Data records:
━━━━

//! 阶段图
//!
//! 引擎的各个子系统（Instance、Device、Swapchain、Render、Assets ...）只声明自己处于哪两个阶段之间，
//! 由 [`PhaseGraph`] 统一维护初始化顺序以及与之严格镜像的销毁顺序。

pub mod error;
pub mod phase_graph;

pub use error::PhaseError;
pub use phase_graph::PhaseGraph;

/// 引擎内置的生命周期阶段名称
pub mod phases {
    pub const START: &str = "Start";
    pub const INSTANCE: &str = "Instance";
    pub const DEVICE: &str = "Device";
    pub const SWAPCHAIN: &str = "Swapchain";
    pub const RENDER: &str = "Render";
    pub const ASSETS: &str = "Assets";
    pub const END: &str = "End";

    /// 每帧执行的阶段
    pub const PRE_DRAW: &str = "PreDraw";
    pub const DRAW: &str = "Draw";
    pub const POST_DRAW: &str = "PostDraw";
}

━━━━

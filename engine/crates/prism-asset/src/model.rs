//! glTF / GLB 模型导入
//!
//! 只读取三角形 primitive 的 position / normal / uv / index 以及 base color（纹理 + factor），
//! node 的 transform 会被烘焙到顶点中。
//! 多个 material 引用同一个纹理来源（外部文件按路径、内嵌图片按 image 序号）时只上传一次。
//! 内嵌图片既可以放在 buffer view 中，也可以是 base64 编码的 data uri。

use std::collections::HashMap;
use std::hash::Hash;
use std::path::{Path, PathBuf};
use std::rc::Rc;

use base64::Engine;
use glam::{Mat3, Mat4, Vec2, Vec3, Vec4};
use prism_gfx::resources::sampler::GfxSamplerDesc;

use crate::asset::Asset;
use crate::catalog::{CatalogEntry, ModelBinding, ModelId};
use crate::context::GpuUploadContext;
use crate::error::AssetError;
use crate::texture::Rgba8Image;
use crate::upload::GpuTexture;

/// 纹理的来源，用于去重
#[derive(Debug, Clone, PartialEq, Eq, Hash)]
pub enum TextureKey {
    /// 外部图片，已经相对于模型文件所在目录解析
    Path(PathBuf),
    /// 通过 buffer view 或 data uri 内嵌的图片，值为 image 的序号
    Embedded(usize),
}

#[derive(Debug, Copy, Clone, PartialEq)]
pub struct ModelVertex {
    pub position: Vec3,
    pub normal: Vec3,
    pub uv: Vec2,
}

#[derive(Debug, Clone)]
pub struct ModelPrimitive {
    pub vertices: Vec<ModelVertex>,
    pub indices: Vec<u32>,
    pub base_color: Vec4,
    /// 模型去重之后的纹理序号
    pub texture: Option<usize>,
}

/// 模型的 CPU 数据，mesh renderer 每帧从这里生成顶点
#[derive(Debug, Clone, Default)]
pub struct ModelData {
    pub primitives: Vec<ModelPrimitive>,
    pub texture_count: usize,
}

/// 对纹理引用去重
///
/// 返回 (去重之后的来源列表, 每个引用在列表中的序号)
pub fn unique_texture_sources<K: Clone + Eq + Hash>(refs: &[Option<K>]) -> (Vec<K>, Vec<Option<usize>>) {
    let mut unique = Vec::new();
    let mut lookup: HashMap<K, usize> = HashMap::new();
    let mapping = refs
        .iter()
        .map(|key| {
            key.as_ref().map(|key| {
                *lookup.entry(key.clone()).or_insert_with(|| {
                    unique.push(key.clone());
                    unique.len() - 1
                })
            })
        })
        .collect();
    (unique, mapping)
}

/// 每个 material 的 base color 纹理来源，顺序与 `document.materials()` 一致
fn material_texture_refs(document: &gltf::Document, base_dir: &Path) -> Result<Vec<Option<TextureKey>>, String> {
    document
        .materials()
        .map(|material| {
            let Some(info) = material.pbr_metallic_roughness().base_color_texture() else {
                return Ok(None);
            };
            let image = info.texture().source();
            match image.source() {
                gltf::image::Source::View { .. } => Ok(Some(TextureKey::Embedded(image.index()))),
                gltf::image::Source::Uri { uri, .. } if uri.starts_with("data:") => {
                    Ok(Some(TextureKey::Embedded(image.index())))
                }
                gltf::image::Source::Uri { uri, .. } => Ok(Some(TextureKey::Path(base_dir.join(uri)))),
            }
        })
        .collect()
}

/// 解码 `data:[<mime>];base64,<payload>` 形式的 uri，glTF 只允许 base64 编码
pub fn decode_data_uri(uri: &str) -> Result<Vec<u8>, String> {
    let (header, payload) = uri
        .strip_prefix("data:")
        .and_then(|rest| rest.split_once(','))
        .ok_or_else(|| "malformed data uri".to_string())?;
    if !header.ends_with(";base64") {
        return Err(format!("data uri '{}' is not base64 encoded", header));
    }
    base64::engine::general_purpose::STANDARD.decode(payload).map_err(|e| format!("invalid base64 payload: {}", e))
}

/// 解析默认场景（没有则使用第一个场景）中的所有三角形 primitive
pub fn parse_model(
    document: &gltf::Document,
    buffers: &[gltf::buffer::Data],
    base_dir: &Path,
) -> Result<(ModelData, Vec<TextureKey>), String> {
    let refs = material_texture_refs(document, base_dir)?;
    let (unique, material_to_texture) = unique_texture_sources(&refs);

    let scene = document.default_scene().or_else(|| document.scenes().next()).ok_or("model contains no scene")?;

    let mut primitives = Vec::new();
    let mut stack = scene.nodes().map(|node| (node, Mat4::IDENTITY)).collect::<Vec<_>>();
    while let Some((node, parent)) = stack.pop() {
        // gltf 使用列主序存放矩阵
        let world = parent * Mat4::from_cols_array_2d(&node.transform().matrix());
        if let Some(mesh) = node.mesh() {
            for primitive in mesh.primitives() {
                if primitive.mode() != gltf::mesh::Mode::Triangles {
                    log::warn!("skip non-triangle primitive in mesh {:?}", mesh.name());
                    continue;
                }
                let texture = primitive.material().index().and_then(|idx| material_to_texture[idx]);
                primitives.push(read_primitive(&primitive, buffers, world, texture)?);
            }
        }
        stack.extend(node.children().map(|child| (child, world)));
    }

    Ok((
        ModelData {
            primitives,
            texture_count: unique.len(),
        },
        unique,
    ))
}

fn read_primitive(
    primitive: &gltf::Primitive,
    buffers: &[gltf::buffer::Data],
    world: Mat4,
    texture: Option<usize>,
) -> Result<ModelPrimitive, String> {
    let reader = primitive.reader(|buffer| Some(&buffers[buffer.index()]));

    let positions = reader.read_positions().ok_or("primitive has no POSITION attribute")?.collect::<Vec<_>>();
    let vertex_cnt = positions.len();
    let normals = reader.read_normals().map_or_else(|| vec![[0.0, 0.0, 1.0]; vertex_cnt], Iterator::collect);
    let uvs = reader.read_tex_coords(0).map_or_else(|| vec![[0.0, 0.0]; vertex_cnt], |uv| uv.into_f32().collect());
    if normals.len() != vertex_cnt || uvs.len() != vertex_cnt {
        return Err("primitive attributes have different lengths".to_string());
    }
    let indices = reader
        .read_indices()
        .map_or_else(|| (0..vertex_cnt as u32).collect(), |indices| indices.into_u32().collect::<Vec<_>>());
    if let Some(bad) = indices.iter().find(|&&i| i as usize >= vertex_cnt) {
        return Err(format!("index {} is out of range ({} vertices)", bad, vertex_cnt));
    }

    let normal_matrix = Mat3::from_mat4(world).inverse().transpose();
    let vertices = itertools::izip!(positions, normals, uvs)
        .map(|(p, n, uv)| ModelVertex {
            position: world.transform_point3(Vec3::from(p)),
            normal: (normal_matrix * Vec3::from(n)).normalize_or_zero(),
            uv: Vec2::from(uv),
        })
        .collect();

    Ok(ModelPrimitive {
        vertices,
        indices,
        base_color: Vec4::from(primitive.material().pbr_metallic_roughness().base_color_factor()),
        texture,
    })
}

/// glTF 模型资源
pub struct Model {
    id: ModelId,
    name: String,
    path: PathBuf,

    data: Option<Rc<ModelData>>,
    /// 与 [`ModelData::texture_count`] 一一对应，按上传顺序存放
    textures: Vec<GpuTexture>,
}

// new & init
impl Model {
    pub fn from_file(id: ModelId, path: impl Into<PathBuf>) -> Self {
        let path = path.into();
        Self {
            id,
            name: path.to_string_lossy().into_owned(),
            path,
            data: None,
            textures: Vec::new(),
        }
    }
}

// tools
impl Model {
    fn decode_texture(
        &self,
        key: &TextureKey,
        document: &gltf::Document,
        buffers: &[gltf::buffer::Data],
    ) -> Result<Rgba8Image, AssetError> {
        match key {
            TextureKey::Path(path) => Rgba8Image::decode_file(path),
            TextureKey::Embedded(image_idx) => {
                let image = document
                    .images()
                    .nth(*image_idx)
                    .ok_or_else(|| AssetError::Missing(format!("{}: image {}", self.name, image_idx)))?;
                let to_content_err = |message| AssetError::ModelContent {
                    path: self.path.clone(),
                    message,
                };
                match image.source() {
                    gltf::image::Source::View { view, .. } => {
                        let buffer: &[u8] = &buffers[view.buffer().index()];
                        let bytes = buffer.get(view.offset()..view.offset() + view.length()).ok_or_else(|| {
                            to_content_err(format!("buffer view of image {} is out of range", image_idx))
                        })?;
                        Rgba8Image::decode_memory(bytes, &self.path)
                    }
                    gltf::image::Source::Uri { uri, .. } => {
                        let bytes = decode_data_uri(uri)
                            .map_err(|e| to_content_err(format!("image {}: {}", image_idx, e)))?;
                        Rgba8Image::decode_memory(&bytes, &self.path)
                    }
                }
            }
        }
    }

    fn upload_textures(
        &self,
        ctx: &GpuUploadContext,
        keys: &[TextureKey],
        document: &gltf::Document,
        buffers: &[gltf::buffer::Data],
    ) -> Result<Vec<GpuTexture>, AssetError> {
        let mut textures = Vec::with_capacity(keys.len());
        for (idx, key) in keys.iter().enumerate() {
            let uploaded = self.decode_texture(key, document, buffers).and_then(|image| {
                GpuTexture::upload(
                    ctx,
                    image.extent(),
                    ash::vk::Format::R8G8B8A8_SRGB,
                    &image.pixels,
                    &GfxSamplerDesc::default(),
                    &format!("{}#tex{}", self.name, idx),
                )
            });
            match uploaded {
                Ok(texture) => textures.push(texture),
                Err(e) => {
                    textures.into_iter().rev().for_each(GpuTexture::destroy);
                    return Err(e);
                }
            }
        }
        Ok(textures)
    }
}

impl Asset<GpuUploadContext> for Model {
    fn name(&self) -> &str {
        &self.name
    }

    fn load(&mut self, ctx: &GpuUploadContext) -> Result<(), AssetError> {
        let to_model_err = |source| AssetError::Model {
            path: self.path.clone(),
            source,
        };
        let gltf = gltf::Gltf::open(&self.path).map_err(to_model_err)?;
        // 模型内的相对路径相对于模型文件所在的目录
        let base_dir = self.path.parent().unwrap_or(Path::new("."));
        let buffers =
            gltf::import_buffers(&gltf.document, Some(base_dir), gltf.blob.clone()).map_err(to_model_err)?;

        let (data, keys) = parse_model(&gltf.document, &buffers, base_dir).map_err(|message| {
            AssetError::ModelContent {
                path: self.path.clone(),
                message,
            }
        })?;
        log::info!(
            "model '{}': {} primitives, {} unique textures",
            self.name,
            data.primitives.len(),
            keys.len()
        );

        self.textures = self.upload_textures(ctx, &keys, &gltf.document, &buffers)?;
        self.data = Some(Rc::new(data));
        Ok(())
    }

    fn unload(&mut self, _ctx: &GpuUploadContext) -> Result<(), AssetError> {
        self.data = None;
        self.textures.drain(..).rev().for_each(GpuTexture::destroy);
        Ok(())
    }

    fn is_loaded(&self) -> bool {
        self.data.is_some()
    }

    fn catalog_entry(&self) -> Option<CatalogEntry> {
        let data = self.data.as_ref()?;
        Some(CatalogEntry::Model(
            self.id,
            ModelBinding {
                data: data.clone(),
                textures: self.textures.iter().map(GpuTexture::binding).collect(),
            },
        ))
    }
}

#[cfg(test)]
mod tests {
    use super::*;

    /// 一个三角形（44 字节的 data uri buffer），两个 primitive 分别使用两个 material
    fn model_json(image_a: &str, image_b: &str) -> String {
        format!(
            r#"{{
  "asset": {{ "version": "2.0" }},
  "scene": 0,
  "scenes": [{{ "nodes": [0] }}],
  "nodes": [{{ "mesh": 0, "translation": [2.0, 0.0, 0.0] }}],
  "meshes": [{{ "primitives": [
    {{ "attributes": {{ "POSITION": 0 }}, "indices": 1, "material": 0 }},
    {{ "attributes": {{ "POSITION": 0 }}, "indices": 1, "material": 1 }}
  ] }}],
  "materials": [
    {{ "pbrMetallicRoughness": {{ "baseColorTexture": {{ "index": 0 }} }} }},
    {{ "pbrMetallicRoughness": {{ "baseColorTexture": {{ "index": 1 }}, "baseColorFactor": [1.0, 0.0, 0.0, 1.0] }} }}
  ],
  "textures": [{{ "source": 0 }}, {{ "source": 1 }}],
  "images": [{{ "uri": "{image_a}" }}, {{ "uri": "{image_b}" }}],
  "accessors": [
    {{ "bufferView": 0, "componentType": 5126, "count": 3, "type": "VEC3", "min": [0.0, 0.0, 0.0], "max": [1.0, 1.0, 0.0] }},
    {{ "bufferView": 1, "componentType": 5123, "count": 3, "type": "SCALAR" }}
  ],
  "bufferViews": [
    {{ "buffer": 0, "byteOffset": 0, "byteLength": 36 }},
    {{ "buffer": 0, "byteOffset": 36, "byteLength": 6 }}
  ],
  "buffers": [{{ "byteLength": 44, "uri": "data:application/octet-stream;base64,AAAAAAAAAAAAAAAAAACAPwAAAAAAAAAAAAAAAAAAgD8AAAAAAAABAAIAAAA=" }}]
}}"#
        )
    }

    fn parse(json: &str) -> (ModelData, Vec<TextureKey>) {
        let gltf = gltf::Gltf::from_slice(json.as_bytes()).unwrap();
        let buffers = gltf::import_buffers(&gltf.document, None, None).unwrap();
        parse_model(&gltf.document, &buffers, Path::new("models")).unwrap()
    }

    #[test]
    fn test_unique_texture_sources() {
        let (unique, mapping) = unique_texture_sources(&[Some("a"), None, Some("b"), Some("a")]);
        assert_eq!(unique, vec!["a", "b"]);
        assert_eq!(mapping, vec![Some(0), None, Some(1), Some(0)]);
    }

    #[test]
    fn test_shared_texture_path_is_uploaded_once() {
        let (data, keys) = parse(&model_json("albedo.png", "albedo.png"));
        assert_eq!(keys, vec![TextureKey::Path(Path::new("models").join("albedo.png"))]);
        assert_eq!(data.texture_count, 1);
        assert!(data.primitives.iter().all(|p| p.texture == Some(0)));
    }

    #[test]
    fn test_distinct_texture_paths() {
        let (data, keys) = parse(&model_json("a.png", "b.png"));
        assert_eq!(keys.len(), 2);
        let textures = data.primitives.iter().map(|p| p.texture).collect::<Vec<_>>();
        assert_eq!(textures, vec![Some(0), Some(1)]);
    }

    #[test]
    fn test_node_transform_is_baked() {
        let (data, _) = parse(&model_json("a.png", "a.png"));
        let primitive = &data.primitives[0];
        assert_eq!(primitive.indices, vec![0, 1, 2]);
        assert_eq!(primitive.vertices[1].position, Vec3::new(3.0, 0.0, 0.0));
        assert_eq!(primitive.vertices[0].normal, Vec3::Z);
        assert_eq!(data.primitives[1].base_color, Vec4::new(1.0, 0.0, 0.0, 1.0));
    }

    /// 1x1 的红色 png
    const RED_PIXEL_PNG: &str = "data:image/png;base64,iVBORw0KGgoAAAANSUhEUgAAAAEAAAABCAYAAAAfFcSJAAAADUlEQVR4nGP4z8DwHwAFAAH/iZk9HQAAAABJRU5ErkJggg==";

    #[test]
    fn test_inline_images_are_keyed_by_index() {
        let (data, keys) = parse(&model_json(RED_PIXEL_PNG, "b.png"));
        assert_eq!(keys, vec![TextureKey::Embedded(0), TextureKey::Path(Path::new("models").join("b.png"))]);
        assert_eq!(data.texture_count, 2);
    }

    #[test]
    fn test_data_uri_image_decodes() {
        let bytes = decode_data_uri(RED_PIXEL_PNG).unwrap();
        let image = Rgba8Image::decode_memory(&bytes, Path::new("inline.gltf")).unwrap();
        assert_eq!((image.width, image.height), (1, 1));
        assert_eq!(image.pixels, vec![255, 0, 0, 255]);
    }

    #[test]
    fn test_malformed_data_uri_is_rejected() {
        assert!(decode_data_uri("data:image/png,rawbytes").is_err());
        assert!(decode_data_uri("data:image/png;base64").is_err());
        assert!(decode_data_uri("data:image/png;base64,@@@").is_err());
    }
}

━━━━

From the listing above, give the number of lines in which the word "destroy" occurs, and nothing else.

Solution for this task: 2